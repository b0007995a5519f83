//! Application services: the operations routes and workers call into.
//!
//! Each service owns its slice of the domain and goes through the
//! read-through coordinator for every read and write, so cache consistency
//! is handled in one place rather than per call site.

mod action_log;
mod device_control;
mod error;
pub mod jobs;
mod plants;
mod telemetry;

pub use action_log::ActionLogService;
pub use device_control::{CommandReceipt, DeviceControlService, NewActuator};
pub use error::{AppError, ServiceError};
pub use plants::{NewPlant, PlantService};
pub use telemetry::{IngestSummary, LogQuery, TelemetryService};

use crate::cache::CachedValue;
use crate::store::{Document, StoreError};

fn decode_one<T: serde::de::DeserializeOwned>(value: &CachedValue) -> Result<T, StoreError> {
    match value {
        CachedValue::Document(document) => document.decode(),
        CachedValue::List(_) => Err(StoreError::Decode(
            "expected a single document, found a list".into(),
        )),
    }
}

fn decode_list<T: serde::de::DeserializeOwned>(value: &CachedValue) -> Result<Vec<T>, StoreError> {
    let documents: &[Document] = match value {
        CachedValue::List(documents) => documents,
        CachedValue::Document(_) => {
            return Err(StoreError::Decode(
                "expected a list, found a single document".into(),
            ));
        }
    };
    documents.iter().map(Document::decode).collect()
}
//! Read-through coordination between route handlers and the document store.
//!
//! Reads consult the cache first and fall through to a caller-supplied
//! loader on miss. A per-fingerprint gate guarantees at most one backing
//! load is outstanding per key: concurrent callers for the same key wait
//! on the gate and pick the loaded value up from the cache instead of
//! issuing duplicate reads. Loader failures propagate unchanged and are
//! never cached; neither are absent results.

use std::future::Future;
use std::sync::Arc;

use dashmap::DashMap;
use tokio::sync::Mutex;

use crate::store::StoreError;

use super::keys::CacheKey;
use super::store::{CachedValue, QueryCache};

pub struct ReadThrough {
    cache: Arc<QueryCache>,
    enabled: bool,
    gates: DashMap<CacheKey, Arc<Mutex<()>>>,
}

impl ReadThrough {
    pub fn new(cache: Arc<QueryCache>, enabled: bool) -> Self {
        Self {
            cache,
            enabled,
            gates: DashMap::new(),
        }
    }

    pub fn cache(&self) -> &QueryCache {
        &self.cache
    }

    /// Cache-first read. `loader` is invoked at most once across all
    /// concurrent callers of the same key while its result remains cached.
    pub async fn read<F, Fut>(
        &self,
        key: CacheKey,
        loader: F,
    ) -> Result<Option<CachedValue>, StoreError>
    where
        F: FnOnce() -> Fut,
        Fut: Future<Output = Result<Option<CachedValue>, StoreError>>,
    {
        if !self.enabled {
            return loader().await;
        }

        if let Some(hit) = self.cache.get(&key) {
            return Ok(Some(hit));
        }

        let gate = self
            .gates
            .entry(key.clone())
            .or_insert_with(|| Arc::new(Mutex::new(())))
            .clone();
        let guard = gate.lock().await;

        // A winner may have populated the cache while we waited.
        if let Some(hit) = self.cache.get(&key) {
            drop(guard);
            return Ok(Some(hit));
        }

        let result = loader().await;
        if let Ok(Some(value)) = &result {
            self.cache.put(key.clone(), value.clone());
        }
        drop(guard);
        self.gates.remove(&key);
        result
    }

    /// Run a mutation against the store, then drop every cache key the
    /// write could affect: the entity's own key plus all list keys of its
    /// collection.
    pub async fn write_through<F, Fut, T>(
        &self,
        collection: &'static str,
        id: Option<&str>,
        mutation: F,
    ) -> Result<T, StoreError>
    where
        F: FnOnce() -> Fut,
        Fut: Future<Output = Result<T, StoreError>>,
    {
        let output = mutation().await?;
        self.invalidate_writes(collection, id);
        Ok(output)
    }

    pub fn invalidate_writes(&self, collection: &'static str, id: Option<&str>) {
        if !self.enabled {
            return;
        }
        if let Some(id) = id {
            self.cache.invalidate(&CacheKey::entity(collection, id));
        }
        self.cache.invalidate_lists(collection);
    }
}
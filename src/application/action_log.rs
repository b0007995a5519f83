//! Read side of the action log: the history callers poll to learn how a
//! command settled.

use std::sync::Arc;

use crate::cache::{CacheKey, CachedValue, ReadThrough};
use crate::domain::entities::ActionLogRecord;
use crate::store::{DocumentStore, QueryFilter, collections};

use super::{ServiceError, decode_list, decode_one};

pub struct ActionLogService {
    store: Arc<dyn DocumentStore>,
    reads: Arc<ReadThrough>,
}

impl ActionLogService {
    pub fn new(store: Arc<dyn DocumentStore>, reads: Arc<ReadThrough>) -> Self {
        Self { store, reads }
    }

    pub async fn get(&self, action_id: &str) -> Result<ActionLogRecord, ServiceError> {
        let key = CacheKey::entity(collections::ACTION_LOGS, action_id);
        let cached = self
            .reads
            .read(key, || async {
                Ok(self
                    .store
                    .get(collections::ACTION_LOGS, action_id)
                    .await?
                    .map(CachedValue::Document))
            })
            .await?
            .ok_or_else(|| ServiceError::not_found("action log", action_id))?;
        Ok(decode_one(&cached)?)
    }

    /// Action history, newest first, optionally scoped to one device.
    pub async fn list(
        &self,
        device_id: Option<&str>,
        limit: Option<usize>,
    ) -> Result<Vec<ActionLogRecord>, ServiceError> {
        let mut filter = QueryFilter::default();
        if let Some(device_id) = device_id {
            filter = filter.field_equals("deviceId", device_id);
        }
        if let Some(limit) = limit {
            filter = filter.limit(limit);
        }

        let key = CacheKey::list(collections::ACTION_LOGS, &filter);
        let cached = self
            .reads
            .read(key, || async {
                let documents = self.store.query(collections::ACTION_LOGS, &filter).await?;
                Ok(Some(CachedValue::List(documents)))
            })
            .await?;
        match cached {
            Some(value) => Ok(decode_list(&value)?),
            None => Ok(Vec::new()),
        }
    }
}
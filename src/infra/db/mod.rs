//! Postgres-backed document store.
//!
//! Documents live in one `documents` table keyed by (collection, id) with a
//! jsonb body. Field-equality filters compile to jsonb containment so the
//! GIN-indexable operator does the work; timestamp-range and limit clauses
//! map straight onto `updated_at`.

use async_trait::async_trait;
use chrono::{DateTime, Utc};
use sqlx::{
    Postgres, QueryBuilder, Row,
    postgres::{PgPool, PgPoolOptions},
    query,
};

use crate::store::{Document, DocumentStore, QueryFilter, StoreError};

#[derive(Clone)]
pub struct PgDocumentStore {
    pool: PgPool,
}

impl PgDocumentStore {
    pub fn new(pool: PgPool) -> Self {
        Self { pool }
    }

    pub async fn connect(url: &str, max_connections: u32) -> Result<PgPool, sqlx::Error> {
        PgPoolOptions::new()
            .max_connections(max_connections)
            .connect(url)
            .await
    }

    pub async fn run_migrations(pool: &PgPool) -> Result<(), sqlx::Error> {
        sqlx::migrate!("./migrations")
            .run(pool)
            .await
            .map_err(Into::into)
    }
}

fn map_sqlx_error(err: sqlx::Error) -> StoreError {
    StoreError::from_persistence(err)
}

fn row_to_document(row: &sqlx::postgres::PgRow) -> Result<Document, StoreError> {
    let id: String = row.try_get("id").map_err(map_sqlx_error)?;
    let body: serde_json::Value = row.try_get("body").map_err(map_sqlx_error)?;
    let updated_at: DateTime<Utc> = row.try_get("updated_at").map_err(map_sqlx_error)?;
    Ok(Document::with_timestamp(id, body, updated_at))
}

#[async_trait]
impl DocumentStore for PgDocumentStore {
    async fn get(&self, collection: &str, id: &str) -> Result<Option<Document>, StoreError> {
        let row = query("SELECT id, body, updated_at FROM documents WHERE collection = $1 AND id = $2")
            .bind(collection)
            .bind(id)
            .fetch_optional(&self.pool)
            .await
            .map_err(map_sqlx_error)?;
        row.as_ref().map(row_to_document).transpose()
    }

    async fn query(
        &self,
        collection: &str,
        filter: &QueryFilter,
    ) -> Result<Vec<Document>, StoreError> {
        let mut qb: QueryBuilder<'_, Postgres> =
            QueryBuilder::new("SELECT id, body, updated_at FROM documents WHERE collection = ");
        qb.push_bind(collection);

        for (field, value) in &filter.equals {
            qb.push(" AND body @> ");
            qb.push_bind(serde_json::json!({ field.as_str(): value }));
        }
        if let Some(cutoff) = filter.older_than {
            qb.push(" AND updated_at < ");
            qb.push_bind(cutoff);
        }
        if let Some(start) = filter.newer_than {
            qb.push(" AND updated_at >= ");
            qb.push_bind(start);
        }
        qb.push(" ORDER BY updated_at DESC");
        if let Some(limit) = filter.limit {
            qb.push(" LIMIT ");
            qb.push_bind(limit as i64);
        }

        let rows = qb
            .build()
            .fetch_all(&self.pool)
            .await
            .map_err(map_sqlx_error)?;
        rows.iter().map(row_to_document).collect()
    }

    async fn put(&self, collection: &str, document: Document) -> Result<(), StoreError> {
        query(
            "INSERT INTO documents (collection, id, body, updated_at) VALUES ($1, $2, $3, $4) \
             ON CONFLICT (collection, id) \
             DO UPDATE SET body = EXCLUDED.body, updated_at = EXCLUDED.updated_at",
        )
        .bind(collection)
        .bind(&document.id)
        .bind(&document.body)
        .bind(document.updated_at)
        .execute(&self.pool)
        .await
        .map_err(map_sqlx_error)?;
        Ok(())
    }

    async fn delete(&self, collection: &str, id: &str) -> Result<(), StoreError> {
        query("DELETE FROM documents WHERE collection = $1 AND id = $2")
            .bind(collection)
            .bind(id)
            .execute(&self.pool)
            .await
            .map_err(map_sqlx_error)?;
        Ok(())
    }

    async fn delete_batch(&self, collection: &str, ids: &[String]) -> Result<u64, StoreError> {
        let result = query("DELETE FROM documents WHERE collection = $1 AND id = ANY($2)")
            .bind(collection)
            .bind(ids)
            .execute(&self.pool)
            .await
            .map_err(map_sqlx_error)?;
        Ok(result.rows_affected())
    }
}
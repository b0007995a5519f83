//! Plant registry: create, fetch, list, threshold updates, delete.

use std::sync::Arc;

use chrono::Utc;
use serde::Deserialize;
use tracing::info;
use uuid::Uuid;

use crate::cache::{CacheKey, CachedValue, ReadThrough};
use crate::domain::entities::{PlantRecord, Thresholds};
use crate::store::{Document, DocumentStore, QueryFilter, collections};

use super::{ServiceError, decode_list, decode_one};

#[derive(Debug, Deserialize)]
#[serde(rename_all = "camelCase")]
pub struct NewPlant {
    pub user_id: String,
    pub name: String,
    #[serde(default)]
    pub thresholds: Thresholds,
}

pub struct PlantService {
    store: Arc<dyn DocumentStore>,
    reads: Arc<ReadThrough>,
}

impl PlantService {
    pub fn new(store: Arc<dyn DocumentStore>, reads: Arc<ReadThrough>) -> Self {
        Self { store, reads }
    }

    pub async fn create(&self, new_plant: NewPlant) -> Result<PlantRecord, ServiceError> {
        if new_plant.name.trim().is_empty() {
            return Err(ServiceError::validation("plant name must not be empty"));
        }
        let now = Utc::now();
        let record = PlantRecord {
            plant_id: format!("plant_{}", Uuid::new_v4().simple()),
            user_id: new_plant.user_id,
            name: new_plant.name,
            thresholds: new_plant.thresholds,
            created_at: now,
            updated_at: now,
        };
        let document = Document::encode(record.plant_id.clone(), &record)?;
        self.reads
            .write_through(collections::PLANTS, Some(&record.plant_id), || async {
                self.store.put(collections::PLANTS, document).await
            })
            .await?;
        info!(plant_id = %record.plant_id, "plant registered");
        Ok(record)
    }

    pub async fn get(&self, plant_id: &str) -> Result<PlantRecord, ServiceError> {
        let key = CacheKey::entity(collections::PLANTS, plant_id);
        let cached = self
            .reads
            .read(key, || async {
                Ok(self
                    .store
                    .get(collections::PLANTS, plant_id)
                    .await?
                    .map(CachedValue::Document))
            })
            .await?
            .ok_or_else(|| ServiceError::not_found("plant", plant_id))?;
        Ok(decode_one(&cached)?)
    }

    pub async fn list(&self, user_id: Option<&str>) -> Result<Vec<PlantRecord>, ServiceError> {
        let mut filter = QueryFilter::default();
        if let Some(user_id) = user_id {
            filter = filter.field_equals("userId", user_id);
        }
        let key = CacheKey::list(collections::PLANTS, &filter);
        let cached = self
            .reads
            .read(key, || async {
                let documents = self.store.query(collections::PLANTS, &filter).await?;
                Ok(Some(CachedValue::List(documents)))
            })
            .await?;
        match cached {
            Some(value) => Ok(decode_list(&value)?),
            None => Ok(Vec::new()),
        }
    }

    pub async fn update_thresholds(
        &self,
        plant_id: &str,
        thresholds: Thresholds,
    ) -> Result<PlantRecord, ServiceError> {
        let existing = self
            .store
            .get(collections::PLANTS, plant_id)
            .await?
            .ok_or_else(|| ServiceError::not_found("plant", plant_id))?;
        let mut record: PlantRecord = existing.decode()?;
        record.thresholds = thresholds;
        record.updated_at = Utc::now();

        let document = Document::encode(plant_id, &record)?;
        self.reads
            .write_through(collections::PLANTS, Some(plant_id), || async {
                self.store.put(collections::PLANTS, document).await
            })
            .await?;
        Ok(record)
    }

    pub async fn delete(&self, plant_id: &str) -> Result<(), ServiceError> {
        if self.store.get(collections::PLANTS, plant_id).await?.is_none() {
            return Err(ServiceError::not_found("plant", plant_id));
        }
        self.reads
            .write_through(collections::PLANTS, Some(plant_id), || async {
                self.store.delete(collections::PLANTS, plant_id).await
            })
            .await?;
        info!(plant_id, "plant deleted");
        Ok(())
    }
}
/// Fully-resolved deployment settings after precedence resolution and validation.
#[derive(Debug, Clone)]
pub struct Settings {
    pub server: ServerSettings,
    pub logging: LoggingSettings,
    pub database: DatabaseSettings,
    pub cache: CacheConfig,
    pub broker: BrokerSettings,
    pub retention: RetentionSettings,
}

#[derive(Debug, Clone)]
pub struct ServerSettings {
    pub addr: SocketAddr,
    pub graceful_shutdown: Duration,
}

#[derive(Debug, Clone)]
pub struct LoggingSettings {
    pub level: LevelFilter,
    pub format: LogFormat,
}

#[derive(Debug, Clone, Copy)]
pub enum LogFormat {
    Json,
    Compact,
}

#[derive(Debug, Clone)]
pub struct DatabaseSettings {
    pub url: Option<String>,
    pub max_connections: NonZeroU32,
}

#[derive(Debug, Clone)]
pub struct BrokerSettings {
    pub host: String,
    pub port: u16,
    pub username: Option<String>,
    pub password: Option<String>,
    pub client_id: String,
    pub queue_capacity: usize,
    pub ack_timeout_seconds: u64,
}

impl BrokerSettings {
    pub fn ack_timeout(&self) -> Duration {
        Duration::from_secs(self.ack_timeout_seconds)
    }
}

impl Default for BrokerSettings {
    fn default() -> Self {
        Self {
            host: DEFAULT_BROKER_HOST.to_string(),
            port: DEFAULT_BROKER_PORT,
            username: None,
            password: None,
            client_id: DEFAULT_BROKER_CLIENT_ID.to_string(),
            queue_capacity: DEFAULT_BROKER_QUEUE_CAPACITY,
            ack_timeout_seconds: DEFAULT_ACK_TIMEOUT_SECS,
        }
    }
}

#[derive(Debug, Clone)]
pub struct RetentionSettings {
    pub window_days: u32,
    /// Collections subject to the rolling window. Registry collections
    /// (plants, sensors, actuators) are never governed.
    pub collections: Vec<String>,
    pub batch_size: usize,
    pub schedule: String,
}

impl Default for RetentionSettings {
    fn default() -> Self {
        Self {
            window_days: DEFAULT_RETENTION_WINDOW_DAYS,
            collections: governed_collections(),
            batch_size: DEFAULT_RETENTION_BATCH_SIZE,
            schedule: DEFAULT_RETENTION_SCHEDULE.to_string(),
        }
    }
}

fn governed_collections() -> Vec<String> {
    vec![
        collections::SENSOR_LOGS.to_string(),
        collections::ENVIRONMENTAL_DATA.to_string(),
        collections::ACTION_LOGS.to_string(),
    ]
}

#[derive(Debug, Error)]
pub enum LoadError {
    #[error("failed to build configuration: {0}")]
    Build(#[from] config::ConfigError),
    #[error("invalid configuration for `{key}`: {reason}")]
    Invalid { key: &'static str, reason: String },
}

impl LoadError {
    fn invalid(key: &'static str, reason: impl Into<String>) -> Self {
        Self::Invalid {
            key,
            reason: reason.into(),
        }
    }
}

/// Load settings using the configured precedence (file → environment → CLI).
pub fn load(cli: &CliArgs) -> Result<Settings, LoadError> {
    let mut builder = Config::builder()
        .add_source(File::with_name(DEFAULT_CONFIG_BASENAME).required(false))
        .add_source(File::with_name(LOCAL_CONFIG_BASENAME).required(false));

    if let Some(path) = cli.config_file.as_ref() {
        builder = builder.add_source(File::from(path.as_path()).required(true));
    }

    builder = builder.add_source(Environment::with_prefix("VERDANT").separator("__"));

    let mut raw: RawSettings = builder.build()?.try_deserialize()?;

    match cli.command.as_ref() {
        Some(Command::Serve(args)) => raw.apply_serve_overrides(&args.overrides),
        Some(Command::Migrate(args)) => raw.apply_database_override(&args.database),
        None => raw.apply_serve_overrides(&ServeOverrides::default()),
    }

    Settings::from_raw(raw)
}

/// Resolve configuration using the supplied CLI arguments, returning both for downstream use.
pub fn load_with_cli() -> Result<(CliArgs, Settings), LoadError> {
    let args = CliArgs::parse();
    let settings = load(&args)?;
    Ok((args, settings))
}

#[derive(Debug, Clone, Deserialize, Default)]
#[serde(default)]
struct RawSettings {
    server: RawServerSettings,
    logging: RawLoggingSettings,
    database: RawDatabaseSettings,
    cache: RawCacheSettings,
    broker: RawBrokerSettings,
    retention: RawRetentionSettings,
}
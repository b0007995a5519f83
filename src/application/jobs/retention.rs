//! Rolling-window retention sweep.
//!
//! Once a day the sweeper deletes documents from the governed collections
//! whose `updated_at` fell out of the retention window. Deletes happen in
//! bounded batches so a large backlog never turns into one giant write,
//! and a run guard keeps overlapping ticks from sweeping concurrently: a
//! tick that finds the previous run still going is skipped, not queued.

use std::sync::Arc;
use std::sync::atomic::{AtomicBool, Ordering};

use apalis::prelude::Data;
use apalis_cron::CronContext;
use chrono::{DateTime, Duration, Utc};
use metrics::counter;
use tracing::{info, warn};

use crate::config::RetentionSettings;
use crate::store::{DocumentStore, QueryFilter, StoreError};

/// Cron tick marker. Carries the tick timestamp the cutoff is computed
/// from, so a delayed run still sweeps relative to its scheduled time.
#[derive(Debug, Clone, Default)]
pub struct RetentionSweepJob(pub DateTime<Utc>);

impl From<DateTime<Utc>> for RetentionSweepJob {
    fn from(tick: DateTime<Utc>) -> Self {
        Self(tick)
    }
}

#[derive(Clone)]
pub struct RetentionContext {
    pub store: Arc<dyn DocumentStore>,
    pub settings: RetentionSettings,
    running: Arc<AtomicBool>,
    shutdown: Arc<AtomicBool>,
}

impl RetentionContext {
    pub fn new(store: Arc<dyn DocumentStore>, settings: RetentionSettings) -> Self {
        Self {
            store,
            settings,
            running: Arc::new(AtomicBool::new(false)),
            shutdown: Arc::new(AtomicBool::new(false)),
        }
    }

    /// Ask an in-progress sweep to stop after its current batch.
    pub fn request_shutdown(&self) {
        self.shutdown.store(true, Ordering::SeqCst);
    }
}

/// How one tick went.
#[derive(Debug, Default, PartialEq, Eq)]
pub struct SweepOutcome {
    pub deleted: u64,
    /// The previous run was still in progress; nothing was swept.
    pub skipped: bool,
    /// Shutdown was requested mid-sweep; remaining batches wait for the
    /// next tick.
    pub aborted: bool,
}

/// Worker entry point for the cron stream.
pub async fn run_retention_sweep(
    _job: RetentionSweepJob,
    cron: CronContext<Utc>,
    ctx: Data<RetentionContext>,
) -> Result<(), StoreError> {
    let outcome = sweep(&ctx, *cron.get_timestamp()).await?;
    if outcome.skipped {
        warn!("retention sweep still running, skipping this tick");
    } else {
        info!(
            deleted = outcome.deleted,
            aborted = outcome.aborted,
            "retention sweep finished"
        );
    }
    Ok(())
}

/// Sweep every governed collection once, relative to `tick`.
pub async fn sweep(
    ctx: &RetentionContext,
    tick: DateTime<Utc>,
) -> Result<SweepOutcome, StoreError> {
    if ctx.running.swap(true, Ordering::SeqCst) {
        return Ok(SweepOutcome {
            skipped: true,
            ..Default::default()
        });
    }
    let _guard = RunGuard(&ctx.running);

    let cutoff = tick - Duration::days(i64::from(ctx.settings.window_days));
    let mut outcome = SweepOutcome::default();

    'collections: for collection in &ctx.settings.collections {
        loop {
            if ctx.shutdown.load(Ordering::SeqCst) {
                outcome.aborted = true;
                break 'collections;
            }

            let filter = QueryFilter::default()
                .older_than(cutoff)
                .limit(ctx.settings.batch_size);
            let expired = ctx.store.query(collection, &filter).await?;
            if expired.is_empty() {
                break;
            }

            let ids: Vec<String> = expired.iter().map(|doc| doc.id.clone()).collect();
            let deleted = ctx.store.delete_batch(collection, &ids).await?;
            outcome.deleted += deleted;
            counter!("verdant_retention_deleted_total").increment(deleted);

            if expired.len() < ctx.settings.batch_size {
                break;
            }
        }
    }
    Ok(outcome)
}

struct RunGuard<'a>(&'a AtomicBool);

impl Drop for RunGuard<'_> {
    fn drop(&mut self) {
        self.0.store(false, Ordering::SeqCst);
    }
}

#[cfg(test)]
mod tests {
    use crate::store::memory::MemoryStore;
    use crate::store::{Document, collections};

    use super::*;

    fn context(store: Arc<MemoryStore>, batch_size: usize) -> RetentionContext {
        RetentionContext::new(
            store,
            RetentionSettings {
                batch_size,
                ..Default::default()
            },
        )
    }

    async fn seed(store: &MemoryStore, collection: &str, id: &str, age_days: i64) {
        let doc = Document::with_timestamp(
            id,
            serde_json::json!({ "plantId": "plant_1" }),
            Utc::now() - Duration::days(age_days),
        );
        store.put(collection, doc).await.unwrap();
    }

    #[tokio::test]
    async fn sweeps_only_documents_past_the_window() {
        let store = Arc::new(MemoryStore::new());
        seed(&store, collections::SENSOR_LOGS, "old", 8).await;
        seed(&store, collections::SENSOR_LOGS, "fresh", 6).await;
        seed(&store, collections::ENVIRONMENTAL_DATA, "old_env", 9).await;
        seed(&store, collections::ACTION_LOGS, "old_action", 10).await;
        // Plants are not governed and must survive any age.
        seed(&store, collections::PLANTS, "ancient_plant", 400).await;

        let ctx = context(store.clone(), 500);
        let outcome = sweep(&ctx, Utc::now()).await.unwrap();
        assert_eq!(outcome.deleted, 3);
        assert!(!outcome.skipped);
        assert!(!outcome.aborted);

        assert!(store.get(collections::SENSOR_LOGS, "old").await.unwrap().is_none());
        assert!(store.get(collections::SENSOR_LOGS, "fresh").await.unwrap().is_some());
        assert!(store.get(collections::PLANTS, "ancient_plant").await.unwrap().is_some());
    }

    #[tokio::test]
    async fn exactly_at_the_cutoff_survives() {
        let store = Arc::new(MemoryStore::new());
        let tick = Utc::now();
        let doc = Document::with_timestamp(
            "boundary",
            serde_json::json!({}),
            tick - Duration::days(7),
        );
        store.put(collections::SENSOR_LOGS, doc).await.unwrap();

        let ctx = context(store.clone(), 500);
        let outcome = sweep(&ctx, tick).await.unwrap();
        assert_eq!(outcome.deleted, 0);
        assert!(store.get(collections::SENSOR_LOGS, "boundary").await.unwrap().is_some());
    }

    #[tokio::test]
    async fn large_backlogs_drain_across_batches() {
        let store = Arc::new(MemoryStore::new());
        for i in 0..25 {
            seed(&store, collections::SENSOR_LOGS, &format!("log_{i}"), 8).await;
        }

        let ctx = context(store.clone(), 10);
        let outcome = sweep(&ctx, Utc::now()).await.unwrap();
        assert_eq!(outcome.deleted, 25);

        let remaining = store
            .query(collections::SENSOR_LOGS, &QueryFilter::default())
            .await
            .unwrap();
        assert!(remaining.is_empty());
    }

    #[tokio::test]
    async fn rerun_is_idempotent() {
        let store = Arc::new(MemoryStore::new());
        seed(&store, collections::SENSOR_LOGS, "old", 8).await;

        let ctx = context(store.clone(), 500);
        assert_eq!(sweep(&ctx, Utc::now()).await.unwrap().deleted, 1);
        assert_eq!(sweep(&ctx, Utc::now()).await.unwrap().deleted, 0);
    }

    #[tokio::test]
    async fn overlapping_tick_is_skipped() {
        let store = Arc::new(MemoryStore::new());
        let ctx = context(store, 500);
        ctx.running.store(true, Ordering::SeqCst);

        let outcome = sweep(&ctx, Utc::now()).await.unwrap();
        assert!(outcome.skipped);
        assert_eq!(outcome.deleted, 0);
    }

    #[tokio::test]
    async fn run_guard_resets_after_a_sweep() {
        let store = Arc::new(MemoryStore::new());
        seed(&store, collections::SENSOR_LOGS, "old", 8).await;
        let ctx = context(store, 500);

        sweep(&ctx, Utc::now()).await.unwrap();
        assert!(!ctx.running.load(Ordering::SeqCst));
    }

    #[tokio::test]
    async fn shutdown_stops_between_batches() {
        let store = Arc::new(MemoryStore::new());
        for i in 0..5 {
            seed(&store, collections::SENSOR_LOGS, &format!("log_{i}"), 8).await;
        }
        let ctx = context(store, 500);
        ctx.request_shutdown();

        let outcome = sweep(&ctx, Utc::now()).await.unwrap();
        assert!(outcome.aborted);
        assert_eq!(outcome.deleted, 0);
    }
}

## WHAT YOU HAVE TO DO
Find and copy each line of the data where "never" is present.

## ANSWER SECTION
//! never cached; neither are absent results.
    /// (plants, sensors, actuators) are never governed.
//! bounded batches so a large backlog never turns into one giant write,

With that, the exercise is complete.